▶ [Task instructions]: Read the records below and report each line in which "running" occurs.

[Stored data entries]
//! CoreGraphics data source (macOS).

use std::net::IpAddr;
use std::path::{Path, PathBuf};

use core_graphics::display::CGDisplay;
use sysinfo::Networks;

use super::displays::{connectors_from, ActiveDisplay};
use super::{
    fs_list_directory, fs_read_binary, fs_read_link, fs_read_text, DeviceHandle, DeviceKind,
    DisplayMode, HardwareDataSource, ManagementRow, NetworkInterface,
};

/// Enumerates displays through CoreGraphics and network interfaces through
/// `sysinfo`. There is no procfs/sysfs, so file reads only succeed for
/// ordinary files.
#[derive(Debug, Default, Clone, Copy)]
pub struct CoreGraphicsDataSource;

impl CoreGraphicsDataSource {
    pub fn new() -> Self {
        Self
    }

    fn display_connectors(&self) -> Vec<DeviceHandle> {
        let ids = match CGDisplay::active_displays() {
            Ok(ids) => ids,
            Err(e) => {
                log::warn!("Failed to list active displays: CGError {}", e);
                return Vec::new();
            }
        };

        let displays = ids
            .into_iter()
            .map(|id| {
                let display = CGDisplay::new(id);
                let number = |value: u32| (value != 0).then(|| value.to_string());

                ActiveDisplay {
                    name: format!("display{}", id),
                    monitor: number(display.model_number()),
                    device_id: None,
                    vendor: None,
                    serial_number: number(display.serial_number()),
                    mode: display.display_mode().and_then(|mode| {
                        let width = u32::try_from(mode.width()).ok().filter(|w| *w > 0)?;
                        let height = u32::try_from(mode.height()).ok().filter(|h| *h > 0)?;
                        let refresh = mode.refresh_rate().round();
                        Some(DisplayMode {
                            width,
                            height,
                            // Built-in panels report 0
                            refresh_hz: (refresh >= 1.0).then(|| refresh as u32),
                        })
                    }),
                }
            })
            .collect();

        connectors_from(displays, &[])
    }

    fn network_interfaces(&self) -> Vec<DeviceHandle> {
        let networks = Networks::new_with_refreshed_list();

        let mut interfaces: Vec<NetworkInterface> = networks
            .list()
            .iter()
            .map(|(name, data)| NetworkInterface {
                name: name.clone(),
                addresses: data.ip_networks().iter().map(|net| net.addr).collect::<Vec<IpAddr>>(),
            })
            .collect();
        interfaces.sort_by(|a, b| a.name.cmp(&b.name));

        interfaces.into_iter().map(DeviceHandle::NetworkInterface).collect()
    }
}

impl HardwareDataSource for CoreGraphicsDataSource {
    fn read_text(&self, path: &Path) -> Option<String> {
        fs_read_text(path)
    }

    fn read_binary(&self, path: &Path) -> Option<Vec<u8>> {
        fs_read_binary(path)
    }

    fn run_management_query(&self, _query: &str) -> Option<Vec<ManagementRow>> {
        None
    }

    fn enumerate_devices(&self, kind: DeviceKind) -> Vec<DeviceHandle> {
        match kind {
            DeviceKind::DisplayConnector => self.display_connectors(),
            DeviceKind::NetworkInterface => self.network_interfaces(),
        }
    }

    fn list_directory(&self, path: &Path) -> Vec<String> {
        fs_list_directory(path)
    }

    fn read_link(&self, path: &Path) -> Option<PathBuf> {
        fs_read_link(path)
    }
}
//! procfs/sysfs data source (Linux).

use std::net::IpAddr;
use std::path::{Path, PathBuf};

use once_cell::sync::Lazy;
use regex::Regex;
use sysinfo::Networks;

use super::{
    fs_list_directory, fs_read_binary, fs_read_link, fs_read_text, DeviceHandle, DeviceKind,
    DisplayConnector, DisplayMode, HardwareDataSource, ManagementRow, NetworkInterface,
};

pub const DRM_CLASS_DIR: &str = "/sys/class/drm";
pub const NET_CLASS_DIR: &str = "/sys/class/net";

/// `card0-HDMI-A-1`, `card1-eDP-1`, ... (plain `card0` is the GPU itself).
static CONNECTOR_RE: Lazy<Regex> =
    Lazy::new(|| Regex::new(r"^card\d+-.+$").expect("connector pattern is valid"));

/// `1920x1080`, optionally followed by a suffix such as `i`.
static MODE_RE: Lazy<Regex> =
    Lazy::new(|| Regex::new(r"^(\d+)x(\d+)").expect("mode pattern is valid"));

/// Reads `/proc`, `/sys` and `/etc` below a root directory.
///
/// The live system uses `/` as root. Tests point the root at a temporary
/// directory holding a fake tree; every absolute path handed to the source is
/// then resolved below that directory.
#[derive(Debug, Clone)]
pub struct SysfsDataSource {
    root: PathBuf,
}

impl SysfsDataSource {
    /// Source for the running system.
    pub fn new() -> Self {
        Self::with_root("/")
    }

    /// Source reading a tree rooted at `root` instead of `/`.
    pub fn with_root(root: impl Into<PathBuf>) -> Self {
        Self { root: root.into() }
    }

    pub fn root(&self) -> &Path {
        &self.root
    }

    fn is_live(&self) -> bool {
        self.root == Path::new("/")
    }

    fn resolve(&self, path: &Path) -> PathBuf {
        match path.strip_prefix("/") {
            Ok(relative) => self.root.join(relative),
            Err(_) => self.root.join(path),
        }
    }

    fn display_connectors(&self) -> Vec<DeviceHandle> {
        let drm_dir = Path::new(DRM_CLASS_DIR);

        self.list_directory(drm_dir)
            .into_iter()
            .filter(|name| CONNECTOR_RE.is_match(name))
            .map(|name| {
                let entry = drm_dir.join(&name);
                let connected = self
                    .read_text(&entry.join("status"))
                    .map(|status| status.trim() == "connected")
                    .unwrap_or(false);
                let modes = self
                    .read_text(&entry.join("modes"))
                    .map(|modes| parse_modes(&modes))
                    .unwrap_or_default();

                DeviceHandle::Display(DisplayConnector {
                    name,
                    connected,
                    modes,
                    edid_path: Some(entry.join("edid")),
                    ..Default::default()
                })
            })
            .collect()
    }

    fn network_interfaces(&self) -> Vec<DeviceHandle> {
        // Addresses only make sense for the machine we are running on.
        let networks = if self.is_live() {
            Some(Networks::new_with_refreshed_list())
        } else {
            None
        };

        self.list_directory(Path::new(NET_CLASS_DIR))
            .into_iter()
            .map(|name| {
                let addresses: Vec<IpAddr> = networks
                    .as_ref()
                    .and_then(|networks| networks.list().get(&name))
                    .map(|data| data.ip_networks().iter().map(|net| net.addr).collect())
                    .unwrap_or_default();

                DeviceHandle::NetworkInterface(NetworkInterface { name, addresses })
            })
            .collect()
    }
}

impl Default for SysfsDataSource {
    fn default() -> Self {
        Self::new()
    }
}

impl HardwareDataSource for SysfsDataSource {
    fn read_text(&self, path: &Path) -> Option<String> {
        fs_read_text(&self.resolve(path))
    }

    fn read_binary(&self, path: &Path) -> Option<Vec<u8>> {
        fs_read_binary(&self.resolve(path))
    }

    fn run_management_query(&self, _query: &str) -> Option<Vec<ManagementRow>> {
        None
    }

    fn enumerate_devices(&self, kind: DeviceKind) -> Vec<DeviceHandle> {
        match kind {
            DeviceKind::DisplayConnector => self.display_connectors(),
            DeviceKind::NetworkInterface => self.network_interfaces(),
        }
    }

    fn list_directory(&self, path: &Path) -> Vec<String> {
        fs_list_directory(&self.resolve(path))
    }

    fn read_link(&self, path: &Path) -> Option<PathBuf> {
        fs_read_link(&self.resolve(path))
    }
}

/// Parse the `modes` file of a DRM connector. sysfs does not expose the
/// refresh rate of a mode.
fn parse_modes(content: &str) -> Vec<DisplayMode> {
    content
        .lines()
        .filter_map(|line| {
            let caps = MODE_RE.captures(line.trim())?;
            Some(DisplayMode {
                width: caps[1].parse().ok()?,
                height: caps[2].parse().ok()?,
                refresh_hz: None,
            })
        })
        .collect()
}
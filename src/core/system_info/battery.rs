use std::path::Path;

use crate::core::system_info::types::{unknown, Battery, UNKNOWN_NUMBER};
use crate::platform::{
    default_source, read_number, read_trimmed, row_i64, row_string, HardwareDataSource,
    ManagementRow,
};

pub const POWER_SUPPLY_DIR: &str = "/sys/class/power_supply";
pub const BATTERY_QUERY: &str = "SELECT * FROM Win32_Battery";

/// Get all batteries of this machine (empty on desktops).
///
/// Falls back to the `battery` crate when the platform source finds none.
pub fn get_all_batteries() -> Vec<Battery> {
    let batteries = collect_from(default_source().as_ref());
    if !batteries.is_empty() {
        return batteries;
    }
    get_fallback()
}

pub fn collect_from(source: &dyn HardwareDataSource) -> Vec<Battery> {
    let supplies: Vec<String> = source
        .list_directory(Path::new(POWER_SUPPLY_DIR))
        .into_iter()
        .filter(|name| name.starts_with("BAT"))
        .collect();

    if !supplies.is_empty() {
        return supplies
            .iter()
            .enumerate()
            .map(|(index, name)| battery_from_sysfs(source, index as i64, name))
            .collect();
    }

    source
        .run_management_query(BATTERY_QUERY)
        .map(|rows| from_battery_rows(&rows))
        .unwrap_or_default()
}

/// Batteries as reported by the `battery` crate.
pub fn get_fallback() -> Vec<Battery> {
    use battery::units::energy::watt_hour;
    use battery::units::ratio::percent;
    use battery::State;

    let manager = match battery::Manager::new() {
        Ok(manager) => manager,
        Err(e) => {
            log::warn!("Failed to open battery manager: {}", e);
            return Vec::new();
        }
    };
    let batteries = match manager.batteries() {
        Ok(batteries) => batteries,
        Err(e) => {
            log::warn!("Failed to enumerate batteries: {}", e);
            return Vec::new();
        }
    };

    let mwh = |energy: battery::units::Energy| (energy.get::<watt_hour>() * 1000.0).round() as i64;
    let text = |value: Option<&str>| {
        value
            .map(str::trim)
            .filter(|v| !v.is_empty())
            .map(str::to_string)
            .unwrap_or_else(unknown)
    };

    batteries
        .enumerate()
        .filter_map(|(index, battery)| match battery {
            Ok(battery) => Some(Battery {
                id: index as i64,
                vendor: text(battery.vendor()),
                model: text(battery.model()),
                serial_number: text(battery.serial_number()),
                technology: battery.technology().to_string(),
                energy_full_mwh: mwh(battery.energy_full()),
                energy_design_mwh: mwh(battery.energy_full_design()),
                energy_now_mwh: mwh(battery.energy()),
                capacity_percent: f64::from(battery.state_of_charge().get::<percent>()),
                charging: match battery.state() {
                    State::Charging => Some(true),
                    State::Discharging | State::Full | State::Empty => Some(false),
                    _ => None,
                },
            }),
            Err(e) => {
                log::warn!("Failed to read battery {}: {}", index, e);
                None
            }
        })
        .collect()
}

fn battery_from_sysfs(source: &dyn HardwareDataSource, id: i64, name: &str) -> Battery {
    let dir = Path::new(POWER_SUPPLY_DIR).join(name);
    let text = |file: &str| read_trimmed(source, dir.join(file));
    let number = |file: &str| read_number(source, dir.join(file)).filter(|v| *v >= 0);

    // Some drivers report charge (µAh) instead of energy (µWh).
    let voltage_uv = number("voltage_min_design");
    let energy_mwh = |energy_file: &str, charge_file: &str| {
        number(energy_file)
            .map(|uwh| uwh / 1000)
            .or_else(|| {
                let uah = number(charge_file)?;
                Some(uah.checked_mul(voltage_uv?)? / 1_000_000_000)
            })
            .unwrap_or(UNKNOWN_NUMBER)
    };

    let energy_full_mwh = energy_mwh("energy_full", "charge_full");
    let energy_now_mwh = energy_mwh("energy_now", "charge_now");

    let capacity_percent = number("capacity")
        .map(|percent| percent as f64)
        .or_else(|| {
            (energy_full_mwh > 0 && energy_now_mwh >= 0)
                .then(|| energy_now_mwh as f64 / energy_full_mwh as f64 * 100.0)
        })
        .unwrap_or(UNKNOWN_NUMBER as f64);

    Battery {
        id,
        vendor: text("manufacturer").unwrap_or_else(unknown),
        model: text("model_name").unwrap_or_else(unknown),
        serial_number: text("serial_number").unwrap_or_else(unknown),
        technology: text("technology").unwrap_or_else(unknown),
        energy_full_mwh,
        energy_design_mwh: energy_mwh("energy_full_design", "charge_full_design"),
        energy_now_mwh,
        capacity_percent,
        charging: text("status").and_then(|status| match status.as_str() {
            "Charging" => Some(true),
            "Discharging" | "Not charging" | "Full" => Some(false),
            _ => None,
        }),
    }
}

fn from_battery_rows(rows: &[ManagementRow]) -> Vec<Battery> {
    rows.iter()
        .enumerate()
        .map(|(index, row)| {
            let mwh = |key: &str| {
                row_i64(row, key)
                    .filter(|v| *v > 0)
                    .unwrap_or(UNKNOWN_NUMBER)
            };
            let energy_full_mwh = mwh("FullChargeCapacity");
            let capacity_percent = row_i64(row, "EstimatedChargeRemaining")
                .map(|percent| percent as f64)
                .unwrap_or(UNKNOWN_NUMBER as f64);

            Battery {
                id: index as i64,
                vendor: row_string(row, "Manufacturer").unwrap_or_else(unknown),
                model: row_string(row, "Name").unwrap_or_else(unknown),
                serial_number: row_string(row, "DeviceID").unwrap_or_else(unknown),
                technology: row_i64(row, "Chemistry")
                    .and_then(chemistry_name)
                    .map(str::to_string)
                    .unwrap_or_else(unknown),
                energy_full_mwh,
                energy_design_mwh: mwh("DesignCapacity"),
                energy_now_mwh: if energy_full_mwh > 0 && capacity_percent >= 0.0 {
                    (energy_full_mwh as f64 * capacity_percent / 100.0).round() as i64
                } else {
                    UNKNOWN_NUMBER
                },
                capacity_percent,
                charging: match row_i64(row, "BatteryStatus") {
                    Some(2) | Some(6..=9) => Some(true),
                    Some(1) | Some(3..=5) | Some(11) => Some(false),
                    _ => None,
                },
            }
        })
        .collect()
}

/// `Win32_Battery.Chemistry`
fn chemistry_name(code: i64) -> Option<&'static str> {
    let name = match code {
        3 => "Lead Acid",
        4 => "Nickel Cadmium",
        5 => "Nickel Metal Hydride",
        6 => "Lithium-ion",
        7 => "Zinc air",
        8 => "Lithium Polymer",
        _ => return None,
    };
    Some(name)
}
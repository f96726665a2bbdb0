// Core business logic module

pub mod system_info;

// Re-export commonly used items
pub use system_info::{collect_system_info, CpuUtilizationSampler, SystemInfo};
//! EDID base block decoder.
//!
//! Only the first 128-byte block is decoded: manufacturer, product code,
//! serial number, physical size and the preferred mode. The preferred mode
//! is the first of the four 18-byte descriptors that carries a pixel clock;
//! descriptors with a zero clock hold a monitor name or range limits instead.

use serde::{Deserialize, Serialize};

pub const EDID_BLOCK_LENGTH: usize = 128;

/// Offsets of the four 18-byte descriptors of the base block.
const DESCRIPTOR_OFFSETS: [usize; 4] = [54, 72, 90, 108];

/// Fields decoded from an EDID block. `None` means the block does not carry
/// the value (or carries a placeholder such as a zero serial).
#[derive(Debug, Clone, PartialEq, Eq, Default, Serialize, Deserialize)]
pub struct EdidInfo {
    /// Three-letter PNP manufacturer id, e.g. `DEL`
    pub vendor: Option<String>,
    /// Product code in decimal
    pub model: Option<String>,
    /// Serial number in decimal
    pub serial_number: Option<String>,
    /// Preferred mode, `(width, height)` in pixels
    pub resolution: Option<(u32, u32)>,
    /// Refresh rate of the preferred mode in Hz
    pub refresh_hz: Option<u32>,
    /// Width and height of the image area in millimetres
    pub physical_size_mm: Option<(u32, u32)>,
}

impl EdidInfo {
    /// `"1920x1080"`
    pub fn resolution_string(&self) -> Option<String> {
        self.resolution.map(|(w, h)| format!("{}x{}", w, h))
    }
}

/// Decode an EDID blob. Blobs shorter than one block decode to all `None`.
pub fn decode(edid: &[u8]) -> EdidInfo {
    if edid.len() < EDID_BLOCK_LENGTH {
        return EdidInfo::default();
    }

    let product_code = u16::from_le_bytes([edid[10], edid[11]]);
    let serial = u32::from_le_bytes([edid[12], edid[13], edid[14], edid[15]]);

    let (resolution, refresh_hz) = preferred_timing(edid);

    EdidInfo {
        vendor: decode_manufacturer(edid[8], edid[9]),
        model: Some(product_code.to_string()),
        serial_number: (serial != 0).then(|| serial.to_string()),
        resolution,
        refresh_hz,
        physical_size_mm: physical_size_mm(edid),
    }
}

/// Unpack the three 5-bit letters of the manufacturer id. Values outside
/// `A..=Z` mean the id is garbage.
pub fn decode_manufacturer(high: u8, low: u8) -> Option<String> {
    let codes = [
        (high >> 2) & 0x1F,
        ((high & 0x03) << 3) | (low >> 5),
        low & 0x1F,
    ];

    codes
        .iter()
        .map(|&code| match code {
            1..=26 => Some(char::from(b'A' + code - 1)),
            _ => None,
        })
        .collect()
}

/// Pack a three-letter manufacturer id into EDID bytes 8 and 9.
pub fn encode_manufacturer(id: &str) -> Option<[u8; 2]> {
    let letters: Vec<u8> = id.bytes().collect();
    if letters.len() != 3 || !letters.iter().all(u8::is_ascii_uppercase) {
        return None;
    }

    let codes: Vec<u16> = letters.iter().map(|b| u16::from(b - b'A' + 1)).collect();
    let packed = (codes[0] << 10) | (codes[1] << 5) | codes[2];
    Some(packed.to_be_bytes())
}

fn preferred_timing(edid: &[u8]) -> (Option<(u32, u32)>, Option<u32>) {
    let timed = DESCRIPTOR_OFFSETS.iter().find_map(|&offset| {
        let timing = detailed_timing(&edid[offset..offset + 18])?;
        Some((Some(timing.0), timing.1))
    });
    if let Some(timing) = timed {
        return timing;
    }

    // No descriptor has a clock; the first one may still carry the size.
    let first = &edid[54..72];
    match active_size(first) {
        Some(size) => (Some(size), None),
        None => (None, None),
    }
}

/// Active size and refresh rate of a detailed timing descriptor, `None`
/// for display descriptors and empty timings.
fn detailed_timing(descriptor: &[u8]) -> Option<((u32, u32), Option<u32>)> {
    // 10 kHz units
    let pixel_clock = u32::from(u16::from_le_bytes([descriptor[0], descriptor[1]]));
    if pixel_clock == 0 {
        return None;
    }
    let (h_active, v_active) = active_size(descriptor)?;

    let h_blank = u32::from(descriptor[3]) | (u32::from(descriptor[4] & 0x0F) << 8);
    let v_blank = u32::from(descriptor[6]) | (u32::from(descriptor[7] & 0x0F) << 8);
    let total = f64::from((h_active + h_blank) * (v_active + v_blank));
    let refresh_hz = (f64::from(pixel_clock) * 10_000.0 / total).round() as u32;

    Some(((h_active, v_active), Some(refresh_hz)))
}

fn active_size(descriptor: &[u8]) -> Option<(u32, u32)> {
    let h_active = u32::from(descriptor[2]) | (u32::from(descriptor[4] & 0xF0) << 4);
    let v_active = u32::from(descriptor[5]) | (u32::from(descriptor[7] & 0xF0) << 4);
    (h_active != 0 && v_active != 0).then_some((h_active, v_active))
}

fn physical_size_mm(edid: &[u8]) -> Option<(u32, u32)> {
    let (width_cm, height_cm) = (u32::from(edid[21]), u32::from(edid[22]));
    if width_cm == 0 || height_cm == 0 {
        return None;
    }
    Some((width_cm * 10, height_cm * 10))
}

▶ [Response area]:
    /// Source for the running system.
        // Addresses only make sense for the machine we are running on.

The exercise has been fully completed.